* [EXERCISE PROMPT] For this exercise, please find the lines in the entries that include the word "must" and copy them.

____ PROVIDED RECORDS

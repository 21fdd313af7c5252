//! Order Repository
//!
//! Aggregate writes (create, transition, cancel) run as single SQLite
//! transactions whose first statement touches the orders table, so the
//! transaction takes the write lock up front and conflicting writers
//! queue on busy_timeout instead of failing mid-way.

use super::{RepoError, RepoResult, product};
use shared::models::{
    Order, OrderDetail, OrderItem, OrderStatus, OrderStatusHistory, OrderUpdate, PaymentStatus,
};
use shared::util::{now_millis, snowflake_id};
use sqlx::{QueryBuilder, Sqlite, SqlitePool};

const ORDER_SELECT: &str = "SELECT id, order_number, user_id, subtotal, shipping_cost, tax_amount, discount_amount, total_amount, total_items, status, payment_status, payment_method, payment_transaction_id, shipping_address_id, billing_address_id, notes, tracking_number, estimated_delivery, delivered_at, created_at, updated_at FROM orders";

const ITEM_SELECT: &str = "SELECT id, order_id, product_id, product_name, brand_name, color, size, image, unit_price, quantity, line_total FROM order_item";

const HISTORY_SELECT: &str =
    "SELECT id, order_id, status, note, created_at FROM order_status_history";

// ── Write models ─────────────────────────────────────────────

/// Fully resolved order ready to persist. The service computes pricing
/// and resolves variants before this ever reaches the repository.
#[derive(Debug, Clone)]
pub struct NewOrder {
    pub order_number: String,
    pub user_id: i64,
    pub subtotal: f64,
    pub shipping_cost: f64,
    pub tax_amount: f64,
    pub discount_amount: f64,
    pub total_amount: f64,
    pub shipping_address_id: i64,
    pub billing_address_id: i64,
    pub payment_method: Option<String>,
    pub notes: Option<String>,
    pub items: Vec<NewOrderItem>,
}

/// Catalog snapshot for one line, plus the resolved variant row id used
/// for the stock decrement.
#[derive(Debug, Clone)]
pub struct NewOrderItem {
    pub variant_id: i64,
    pub product_id: i64,
    pub product_name: String,
    pub brand_name: String,
    pub color: String,
    pub size: Option<String>,
    pub image: Option<String>,
    pub unit_price: f64,
    pub quantity: i64,
    pub line_total: f64,
}

/// Outcome of the atomic order write.
#[derive(Debug)]
pub enum CreateOutcome {
    Created(Order),
    /// The write-time stock re-check failed for `items[item_index]`.
    /// Nothing was persisted.
    OutOfStock { item_index: usize },
}

// ── Create ───────────────────────────────────────────────────

/// Persist header + items + per-line stock decrements + initial history
/// as one transaction.
///
/// Stock was already checked during validation, but a racing order may
/// have consumed it since; the conditional decrement re-checks at write
/// time and a failed line rolls the whole order back, so no partial
/// decrement ever survives. An order_number collision surfaces as
/// `RepoError::Duplicate` from the header insert.
pub async fn create(pool: &SqlitePool, data: &NewOrder) -> RepoResult<CreateOutcome> {
    let now = now_millis();
    let order_id = snowflake_id();
    let total_items: i64 = data.items.iter().map(|i| i.quantity).sum();

    let mut tx = pool.begin().await?;

    // 订单头先写: 立刻拿到写锁, 后续 decrement 不会因锁升级失败
    sqlx::query(
        "INSERT INTO orders (id, order_number, user_id, subtotal, shipping_cost, tax_amount, discount_amount, total_amount, total_items, status, payment_status, payment_method, shipping_address_id, billing_address_id, notes, created_at, updated_at) VALUES (?1, ?2, ?3, ?4, ?5, ?6, ?7, ?8, ?9, 'PENDING', 'PENDING', ?10, ?11, ?12, ?13, ?14, ?14)",
    )
    .bind(order_id)
    .bind(&data.order_number)
    .bind(data.user_id)
    .bind(data.subtotal)
    .bind(data.shipping_cost)
    .bind(data.tax_amount)
    .bind(data.discount_amount)
    .bind(data.total_amount)
    .bind(total_items)
    .bind(&data.payment_method)
    .bind(data.shipping_address_id)
    .bind(data.billing_address_id)
    .bind(&data.notes)
    .bind(now)
    .execute(&mut *tx)
    .await?;

    for (item_index, item) in data.items.iter().enumerate() {
        let decremented =
            product::decrement_stock(&mut *tx, item.variant_id, item.quantity, now).await?;
        if !decremented {
            // Dropping the tx rolls back the header and earlier lines
            return Ok(CreateOutcome::OutOfStock { item_index });
        }

        sqlx::query(
            "INSERT INTO order_item (id, order_id, product_id, product_name, brand_name, color, size, image, unit_price, quantity, line_total) VALUES (?1, ?2, ?3, ?4, ?5, ?6, ?7, ?8, ?9, ?10, ?11)",
        )
        .bind(snowflake_id())
        .bind(order_id)
        .bind(item.product_id)
        .bind(&item.product_name)
        .bind(&item.brand_name)
        .bind(&item.color)
        .bind(&item.size)
        .bind(&item.image)
        .bind(item.unit_price)
        .bind(item.quantity)
        .bind(item.line_total)
        .execute(&mut *tx)
        .await?;
    }

    insert_history(&mut tx, order_id, OrderStatus::Pending, None, now).await?;
    tx.commit().await?;

    let order = find_by_id(pool, order_id)
        .await?
        .ok_or_else(|| RepoError::Database("Failed to create order".into()))?;
    Ok(CreateOutcome::Created(order))
}

// ── Reads ────────────────────────────────────────────────────

pub async fn find_by_id(pool: &SqlitePool, id: i64) -> RepoResult<Option<Order>> {
    let row = sqlx::query_as::<_, Order>(&format!("{ORDER_SELECT} WHERE id = ?"))
        .bind(id)
        .fetch_optional(pool)
        .await?;
    Ok(row)
}

pub async fn find_items(pool: &SqlitePool, order_id: i64) -> RepoResult<Vec<OrderItem>> {
    let rows = sqlx::query_as::<_, OrderItem>(&format!("{ITEM_SELECT} WHERE order_id = ? ORDER BY id"))
        .bind(order_id)
        .fetch_all(pool)
        .await?;
    Ok(rows)
}

pub async fn find_history(pool: &SqlitePool, order_id: i64) -> RepoResult<Vec<OrderStatusHistory>> {
    let rows = sqlx::query_as::<_, OrderStatusHistory>(&format!(
        "{HISTORY_SELECT} WHERE order_id = ? ORDER BY created_at, id"
    ))
    .bind(order_id)
    .fetch_all(pool)
    .await?;
    Ok(rows)
}

pub async fn find_detail(pool: &SqlitePool, id: i64) -> RepoResult<Option<OrderDetail>> {
    let Some(order) = find_by_id(pool, id).await? else {
        return Ok(None);
    };
    let items = find_items(pool, id).await?;
    let timeline = find_history(pool, id).await?;
    Ok(Some(OrderDetail {
        order,
        items,
        timeline,
    }))
}

// ── Listing ──────────────────────────────────────────────────

/// Sortable columns (whitelist; raw sort strings never reach SQL)
#[derive(Debug, Clone, Copy, PartialEq, Eq, Default)]
pub enum OrderSort {
    #[default]
    CreatedAt,
    TotalAmount,
}

#[derive(Debug, Clone)]
pub struct OrderListFilter {
    /// Scope to one user's orders (always set for non-admin callers)
    pub user_id: Option<i64>,
    pub status: Option<OrderStatus>,
    pub payment_status: Option<PaymentStatus>,
    /// Substring match on order_number
    pub number_like: Option<String>,
    pub from_millis: Option<i64>,
    /// Exclusive upper bound
    pub to_millis: Option<i64>,
    pub sort: OrderSort,
    pub ascending: bool,
    pub limit: i64,
    pub offset: i64,
}

impl Default for OrderListFilter {
    fn default() -> Self {
        Self {
            user_id: None,
            status: None,
            payment_status: None,
            number_like: None,
            from_millis: None,
            to_millis: None,
            sort: OrderSort::CreatedAt,
            ascending: false,
            limit: 50,
            offset: 0,
        }
    }
}

pub async fn list(pool: &SqlitePool, filter: &OrderListFilter) -> RepoResult<Vec<Order>> {
    let mut qb: QueryBuilder<Sqlite> = QueryBuilder::new(ORDER_SELECT);
    qb.push(" WHERE 1=1");
    if let Some(user_id) = filter.user_id {
        qb.push(" AND user_id = ").push_bind(user_id);
    }
    if let Some(status) = filter.status {
        qb.push(" AND status = ").push_bind(status);
    }
    if let Some(payment_status) = filter.payment_status {
        qb.push(" AND payment_status = ").push_bind(payment_status);
    }
    if let Some(q) = &filter.number_like {
        qb.push(" AND order_number LIKE ").push_bind(format!("%{q}%"));
    }
    if let Some(from) = filter.from_millis {
        qb.push(" AND created_at >= ").push_bind(from);
    }
    if let Some(to) = filter.to_millis {
        qb.push(" AND created_at < ").push_bind(to);
    }
    qb.push(match filter.sort {
        OrderSort::CreatedAt => " ORDER BY created_at",
        OrderSort::TotalAmount => " ORDER BY total_amount",
    });
    qb.push(if filter.ascending { " ASC" } else { " DESC" });
    qb.push(" LIMIT ").push_bind(filter.limit);
    qb.push(" OFFSET ").push_bind(filter.offset);

    let rows = qb.build_query_as::<Order>().fetch_all(pool).await?;
    Ok(rows)
}

// ── Status changes ───────────────────────────────────────────

/// Apply `from -> to` with a compare-and-set on the observed status.
///
/// Legality is the transition engine's job; this only guarantees the
/// write lands against the same status the caller checked. Returns
/// false when a concurrent transition got there first.
pub async fn transition_status(
    pool: &SqlitePool,
    id: i64,
    from: OrderStatus,
    to: OrderStatus,
    note: Option<&str>,
) -> RepoResult<bool> {
    let now = now_millis();
    let mut tx = pool.begin().await?;

    let sql = if to == OrderStatus::Delivered {
        // First arrival into DELIVERED stamps delivered_at; later
        // transitions keep the original timestamp
        "UPDATE orders SET status = ?1, delivered_at = COALESCE(delivered_at, ?2), updated_at = ?2 WHERE id = ?3 AND status = ?4"
    } else {
        "UPDATE orders SET status = ?1, updated_at = ?2 WHERE id = ?3 AND status = ?4"
    };
    let rows = sqlx::query(sql)
        .bind(to)
        .bind(now)
        .bind(id)
        .bind(from)
        .execute(&mut *tx)
        .await?;
    if rows.rows_affected() == 0 {
        return Ok(false);
    }

    insert_history(&mut tx, id, to, note, now).await?;
    tx.commit().await?;
    Ok(true)
}

/// Cancel with stock restoration, one transaction.
///
/// CAS against the observed status, then every item's frozen quantity
/// goes back to its variant (matched by key, since the variant row may
/// have been edited or deleted since the order was placed). Payment is
/// settled as REFUNDED.
pub async fn cancel(
    pool: &SqlitePool,
    id: i64,
    observed: OrderStatus,
    reason: Option<&str>,
) -> RepoResult<bool> {
    let now = now_millis();
    let mut tx = pool.begin().await?;

    let rows = sqlx::query(
        "UPDATE orders SET status = 'CANCELLED', payment_status = 'REFUNDED', updated_at = ?1 WHERE id = ?2 AND status = ?3",
    )
    .bind(now)
    .bind(id)
    .bind(observed)
    .execute(&mut *tx)
    .await?;
    if rows.rows_affected() == 0 {
        return Ok(false);
    }

    let items = sqlx::query_as::<_, OrderItem>(&format!("{ITEM_SELECT} WHERE order_id = ? ORDER BY id"))
        .bind(id)
        .fetch_all(&mut *tx)
        .await?;
    for item in &items {
        let restored = product::restore_stock_by_key(
            &mut *tx,
            item.product_id,
            &item.color,
            item.size.as_deref(),
            item.quantity,
            now,
        )
        .await?;
        if !restored {
            tracing::warn!(
                order_id = id,
                product_id = item.product_id,
                color = %item.color,
                "Variant no longer exists, stock not restored"
            );
        }
    }

    insert_history(&mut tx, id, OrderStatus::Cancelled, reason, now).await?;
    tx.commit().await?;
    Ok(true)
}

/// Partial header update (admin). Status is deliberately absent here;
/// status changes only ever go through `transition_status` / `cancel`.
pub async fn update_fields(pool: &SqlitePool, id: i64, data: &OrderUpdate) -> RepoResult<Order> {
    let now = now_millis();
    let rows = sqlx::query(
        "UPDATE orders SET payment_status = COALESCE(?1, payment_status), payment_method = COALESCE(?2, payment_method), payment_transaction_id = COALESCE(?3, payment_transaction_id), tracking_number = COALESCE(?4, tracking_number), estimated_delivery = COALESCE(?5, estimated_delivery), notes = COALESCE(?6, notes), updated_at = ?7 WHERE id = ?8",
    )
    .bind(data.payment_status)
    .bind(&data.payment_method)
    .bind(&data.payment_transaction_id)
    .bind(&data.tracking_number)
    .bind(data.estimated_delivery)
    .bind(&data.notes)
    .bind(now)
    .bind(id)
    .execute(pool)
    .await?;
    if rows.rows_affected() == 0 {
        return Err(RepoError::NotFound(format!("Order {id} not found")));
    }
    find_by_id(pool, id)
        .await?
        .ok_or_else(|| RepoError::NotFound(format!("Order {id} not found")))
}

// ── Stats ────────────────────────────────────────────────────

pub async fn count_by_status(
    pool: &SqlitePool,
    user_id: Option<i64>,
) -> RepoResult<Vec<(OrderStatus, i64)>> {
    let rows = match user_id {
        Some(uid) => {
            sqlx::query_as::<_, (OrderStatus, i64)>(
                "SELECT status, COUNT(*) FROM orders WHERE user_id = ? GROUP BY status",
            )
            .bind(uid)
            .fetch_all(pool)
            .await?
        }
        None => {
            sqlx::query_as::<_, (OrderStatus, i64)>(
                "SELECT status, COUNT(*) FROM orders GROUP BY status",
            )
            .fetch_all(pool)
            .await?
        }
    };
    Ok(rows)
}

/// Sum of total_amount over DELIVERED orders. With `brand_owner_id`,
/// only orders containing at least one item from that owner's brands
/// are counted.
pub async fn delivered_revenue(
    pool: &SqlitePool,
    brand_owner_id: Option<i64>,
) -> RepoResult<f64> {
    let sum: Option<f64> = match brand_owner_id {
        Some(owner_id) => {
            sqlx::query_scalar(
                "SELECT SUM(o.total_amount) FROM orders o WHERE o.status = 'DELIVERED' AND EXISTS (SELECT 1 FROM order_item oi JOIN product p ON p.id = oi.product_id JOIN brand b ON b.id = p.brand_id WHERE oi.order_id = o.id AND b.owner_id = ?)",
            )
            .bind(owner_id)
            .fetch_one(pool)
            .await?
        }
        None => {
            sqlx::query_scalar("SELECT SUM(total_amount) FROM orders WHERE status = 'DELIVERED'")
                .fetch_one(pool)
                .await?
        }
    };
    Ok(sum.unwrap_or(0.0))
}

// ── Internal helpers ─────────────────────────────────────────

async fn insert_history(
    tx: &mut sqlx::Transaction<'_, Sqlite>,
    order_id: i64,
    status: OrderStatus,
    note: Option<&str>,
    now: i64,
) -> RepoResult<()> {
    sqlx::query(
        "INSERT INTO order_status_history (id, order_id, status, note, created_at) VALUES (?1, ?2, ?3, ?4, ?5)",
    )
    .bind(snowflake_id())
    .bind(order_id)
    .bind(status)
    .bind(note)
    .bind(now)
    .execute(&mut **tx)
    .await?;
    Ok(())
}
//! 身份中间件
//!
//! 从网关身份头恢复 [`CurrentUser`] 并注入请求扩展

use axum::{extract::Request, middleware::Next, response::Response};

use crate::AppError;
use crate::auth::CurrentUser;
use crate::security_log;

/// 身份中间件 - 要求请求携带网关身份
///
/// 从 `x-user-id` / `x-user-role` 头解析身份，成功后将
/// [`CurrentUser`] 注入请求扩展 (`req.extensions_mut().insert(user)`)。
///
/// # 跳过身份检查的路径
///
/// - `OPTIONS *` (CORS 预检)
/// - 非 `/api/` 路径
/// - `/api/health` (健康检查)
///
/// # 错误处理
///
/// 缺少或畸形身份头返回 401 Unauthorized
pub async fn require_identity(mut req: Request, next: Next) -> Result<Response, AppError> {
    let path = req.uri().path();

    // 允许 CORS 预检的 OPTIONS 请求 (跳过身份检查)
    if req.method() == http::Method::OPTIONS {
        return Ok(next.run(req).await);
    }

    // 非 API 路由跳过身份检查 (让它们正常返回 404)
    if !path.starts_with("/api/") {
        return Ok(next.run(req).await);
    }

    // 公共 API 路由跳过身份检查
    let is_public_api_route = path == "/api/health" || path.starts_with("/api/health/");
    if is_public_api_route {
        return Ok(next.run(req).await);
    }

    match CurrentUser::from_headers(req.headers()) {
        Ok(user) => {
            req.extensions_mut().insert(user);
            Ok(next.run(req).await)
        }
        Err(reason) => {
            security_log!(
                "WARN",
                "identity_rejected",
                reason = reason,
                uri = format!("{:?}", req.uri())
            );
            Err(AppError::unauthorized())
        }
    }
}

/// 管理员中间件 - 要求管理员角色
///
/// 检查 `CurrentUser.role == ADMIN`
///
/// # 错误
///
/// 非管理员返回 403 Forbidden
pub async fn require_admin(req: Request, next: Next) -> Result<Response, AppError> {
    let user = req
        .extensions()
        .get::<CurrentUser>()
        .ok_or(AppError::unauthorized())?;
    if !user.is_admin() {
        security_log!(
            "WARN",
            "admin_required",
            user_id = user.id,
            user_role = user.role.as_str()
        );
        return Err(AppError::forbidden("Administrator role required"));
    }

    Ok(next.run(req).await)
}
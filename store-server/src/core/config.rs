use chrono_tz::Tz;

/// 服务器配置 - 订单服务的所有配置项
///
/// # 环境变量
///
/// 所有配置项都可以通过环境变量覆盖：
///
/// | 环境变量 | 默认值 | 说明 |
/// |----------|--------|------|
/// | DATA_DIR | ./data | 数据目录 (SQLite 文件) |
/// | HTTP_PORT | 8080 | HTTP 服务端口 |
/// | STORE_TIMEZONE | UTC | 业务时区 (列表日期过滤) |
/// | ENVIRONMENT | development | 运行环境 |
///
/// # 示例
///
/// ```ignore
/// DATA_DIR=/data/store HTTP_PORT=3000 cargo run
/// ```
#[derive(Debug, Clone)]
pub struct Config {
    /// 数据目录，存储 SQLite 数据库文件
    pub data_dir: String,
    /// HTTP API 服务端口
    pub http_port: u16,
    /// 业务时区: 日期范围过滤按此时区换算为毫秒
    pub timezone: Tz,
    /// 运行环境: development | staging | production
    pub environment: String,
}

impl Config {
    /// 从环境变量加载配置
    ///
    /// 如果环境变量未设置，使用默认值
    pub fn from_env() -> Self {
        Self {
            data_dir: std::env::var("DATA_DIR").unwrap_or_else(|_| "./data".into()),
            http_port: std::env::var("HTTP_PORT")
                .ok()
                .and_then(|p| p.parse().ok())
                .unwrap_or(8080),
            timezone: std::env::var("STORE_TIMEZONE")
                .ok()
                .and_then(|tz| tz.parse().ok())
                .unwrap_or(chrono_tz::UTC),
            environment: std::env::var("ENVIRONMENT").unwrap_or_else(|_| "development".into()),
        }
    }

    /// 使用自定义值覆盖部分配置
    ///
    /// 常用于测试场景
    pub fn with_overrides(data_dir: impl Into<String>, http_port: u16) -> Self {
        let mut config = Self::from_env();
        config.data_dir = data_dir.into();
        config.http_port = http_port;
        config
    }

    /// SQLite 数据库文件路径
    pub fn database_path(&self) -> String {
        format!("{}/store.db", self.data_dir)
    }

    /// 是否生产环境
    pub fn is_production(&self) -> bool {
        self.environment == "production"
    }

    /// 是否开发环境
    pub fn is_development(&self) -> bool {
        self.environment == "development"
    }
}

impl Default for Config {
    fn default() -> Self {
        Self::from_env()
    }
}
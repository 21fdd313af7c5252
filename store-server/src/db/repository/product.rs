//! Product Repository
//!
//! Catalog reads plus stock mutation. Stock never goes through
//! read-check-write: the decrement carries its `stock >= ?` guard
//! inside the UPDATE itself, so two concurrent orders can never both
//! take the last unit.

use super::RepoResult;
use shared::models::{ProductVariant, ProductWithBrand};
use sqlx::SqlitePool;

const PRODUCT_SELECT: &str = "SELECT p.id, p.brand_id, b.name AS brand_name, p.name, p.description, p.price, p.image, p.is_active, p.created_at, p.updated_at FROM product p JOIN brand b ON b.id = p.brand_id";

const VARIANT_SELECT: &str =
    "SELECT id, product_id, color, size, stock, images, updated_at FROM product_variant";

pub async fn find_with_brand(pool: &SqlitePool, id: i64) -> RepoResult<Option<ProductWithBrand>> {
    let row = sqlx::query_as::<_, ProductWithBrand>(&format!("{PRODUCT_SELECT} WHERE p.id = ?"))
        .bind(id)
        .fetch_optional(pool)
        .await?;
    Ok(row)
}

pub async fn find_variants(pool: &SqlitePool, product_id: i64) -> RepoResult<Vec<ProductVariant>> {
    let rows = sqlx::query_as::<_, ProductVariant>(&format!(
        "{VARIANT_SELECT} WHERE product_id = ? ORDER BY id"
    ))
    .bind(product_id)
    .fetch_all(pool)
    .await?;
    Ok(rows)
}

pub async fn current_stock(pool: &SqlitePool, variant_id: i64) -> RepoResult<Option<i64>> {
    let stock = sqlx::query_scalar::<_, i64>("SELECT stock FROM product_variant WHERE id = ?")
        .bind(variant_id)
        .fetch_optional(pool)
        .await?;
    Ok(stock)
}

// ── Stock mutation ───────────────────────────────────────────

/// Conditionally take `quantity` units off a variant.
///
/// The `stock >= ?` guard and the subtraction happen in one statement;
/// returns false (and changes nothing) when stock is insufficient.
/// 并发下单时只有一个请求能拿到最后一件。
pub async fn decrement_stock(
    executor: impl sqlx::SqliteExecutor<'_>,
    variant_id: i64,
    quantity: i64,
    now: i64,
) -> RepoResult<bool> {
    let rows = sqlx::query(
        "UPDATE product_variant SET stock = stock - ?1, updated_at = ?2 WHERE id = ?3 AND stock >= ?1",
    )
    .bind(quantity)
    .bind(now)
    .bind(variant_id)
    .execute(executor)
    .await?;
    Ok(rows.rows_affected() > 0)
}

/// Put `quantity` units back on a variant (order cancelled).
///
/// Addressed by the order item's frozen variant key rather than a
/// variant id, because order items survive variant deletion.
/// Unconditional: restore must not fail on stock level. Returns false
/// when no variant matches the key anymore.
pub async fn restore_stock_by_key(
    executor: impl sqlx::SqliteExecutor<'_>,
    product_id: i64,
    color: &str,
    size: Option<&str>,
    quantity: i64,
    now: i64,
) -> RepoResult<bool> {
    let rows = sqlx::query(
        "UPDATE product_variant SET stock = stock + ?1, updated_at = ?2 WHERE product_id = ?3 AND color = ?4 AND COALESCE(size, '') = COALESCE(?5, '')",
    )
    .bind(quantity)
    .bind(now)
    .bind(product_id)
    .bind(color)
    .bind(size)
    .execute(executor)
    .await?;
    Ok(rows.rows_affected() > 0)
}
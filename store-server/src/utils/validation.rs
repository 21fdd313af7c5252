//! Input validation helpers
//!
//! Centralized limits and validation functions for order payloads.
//! SQLite TEXT has no built-in length enforcement, so lengths are
//! checked here before anything reaches the repository layer.

use crate::utils::AppError;

// ── Limits ──────────────────────────────────────────────────────────

/// Notes, cancel reasons, status notes
pub const MAX_NOTE_LEN: usize = 500;

/// Short identifiers: payment method tags, tracking numbers, colors, sizes
pub const MAX_SHORT_TEXT_LEN: usize = 100;

/// Line items per order
pub const MAX_LINE_ITEMS: usize = 100;

/// Quantity per line item
pub const MAX_QUANTITY: i64 = 999;

/// Upper bound for caller-supplied money amounts (shipping, discount)
pub const MAX_MONEY: f64 = 1_000_000.0;

// ── Validation helpers ──────────────────────────────────────────────

/// Validate that an optional string, if present, is within the length limit.
pub fn validate_optional_text(
    value: Option<&str>,
    field: &str,
    max_len: usize,
) -> Result<(), AppError> {
    if let Some(v) = value
        && v.len() > max_len
    {
        return Err(AppError::validation(format!(
            "{field} is too long ({} chars, max {max_len})",
            v.len()
        )));
    }
    Ok(())
}

/// Validate a caller-supplied money amount (finite, non-negative, bounded).
pub fn validate_money(value: f64, field: &str) -> Result<(), AppError> {
    if !value.is_finite() {
        return Err(AppError::validation(format!("{field} must be a number")));
    }
    if value < 0.0 {
        return Err(AppError::validation(format!(
            "{field} must not be negative"
        )));
    }
    if value > MAX_MONEY {
        return Err(AppError::validation(format!(
            "{field} exceeds the allowed maximum"
        )));
    }
    Ok(())
}

/// Validate a line-item quantity (1..=MAX_QUANTITY).
pub fn validate_quantity(quantity: i64) -> Result<(), AppError> {
    if quantity < 1 {
        return Err(AppError::validation("quantity must be at least 1"));
    }
    if quantity > MAX_QUANTITY {
        return Err(AppError::validation(format!(
            "quantity exceeds the allowed maximum ({MAX_QUANTITY})"
        )));
    }
    Ok(())
}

________

* [ANSWER SPACE]
/// Unconditional: restore must not fail on stock level. Returns false
        return Err(AppError::validation(format!("{field} must be a number")));
            "{field} must not be negative"
        return Err(AppError::validation("quantity must be at least 1"));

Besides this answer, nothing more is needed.